[RECORD EXCERPTS Boundary: Start]

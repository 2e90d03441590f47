//! Request path construction

use heapless::String;

use crate::tag::CacheTag;

/// Maximum encoded path length
///
/// `/images/N` plus a 16-character device id, a 10-digit write counter
/// and a 40-character tag fits comfortably.
pub const MAX_PATH_LEN: usize = 160;

/// One fetch request path
///
/// `/images/{screen}?device_id={id}&saved_state_writes={count}[&etag={tag}]`
///
/// The write counter lets the server notice a counter mismatch (a
/// device that lost its saved state); the tag carries the conditional
/// check. The transport exposes no custom request headers, so the
/// conditional check rides as a query argument instead of an
/// `If-None-Match` header.
#[derive(Debug, PartialEq, Eq)]
pub struct RequestPath(String<MAX_PATH_LEN>);

impl RequestPath {
    /// Build the path for one screen's fetch
    pub fn build(screen_id: u8, device_id: &str, write_count: u32, tag: &CacheTag) -> Self {
        use core::fmt::Write;

        let mut path = String::new();
        // The bound above covers every field; a formatting overflow
        // would only drop the tail of the tag, and the server treats an
        // unknown tag as a plain unconditional fetch.
        let _ = write!(
            path,
            "/images/{}?device_id={}&saved_state_writes={}",
            screen_id, device_id, write_count
        );
        if !tag.is_empty() {
            let _ = write!(path, "&etag={}", tag.as_str());
        }
        Self(path)
    }

    pub fn as_str(&self) -> &str {
        &self.0
    }
}

#[cfg(test)]
mod tests {
    use super::*;

    #[test]
    fn test_path_without_tag() {
        let path = RequestPath::build(2, "e6605c2f8a10b37c", 7, &CacheTag::empty());
        assert_eq!(
            path.as_str(),
            "/images/2?device_id=e6605c2f8a10b37c&saved_state_writes=7"
        );
    }

    #[test]
    fn test_path_with_tag() {
        let tag = CacheTag::try_from_str("bab545bf").unwrap();
        let path = RequestPath::build(1, "dev", 12, &tag);
        assert_eq!(
            path.as_str(),
            "/images/1?device_id=dev&saved_state_writes=12&etag=bab545bf"
        );
    }

    #[test]
    fn test_longest_fields_fit() {
        let tag = CacheTag::try_from_str(&"f".repeat(40)).unwrap();
        let path = RequestPath::build(3, "0123456789abcdef", u32::MAX, &tag);
        assert!(path.as_str().ends_with(&"f".repeat(40)));
    }
}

[RECORD EXCERPTS Boundary: End]

### EXERCISE DETAILS
Everything above from the line containing "carries the conditional" down to the line containing "#[derive(Debug, PartialEq, Eq)]" should be copied exactly, both end lines included, and nothing else.

### RESPONSE TO THE TASK
/// device that lost its saved state); the tag carries the conditional
/// check. The transport exposes no custom request headers, so the
/// conditional check rides as a query argument instead of an
/// `If-None-Match` header.
#[derive(Debug, PartialEq, Eq)]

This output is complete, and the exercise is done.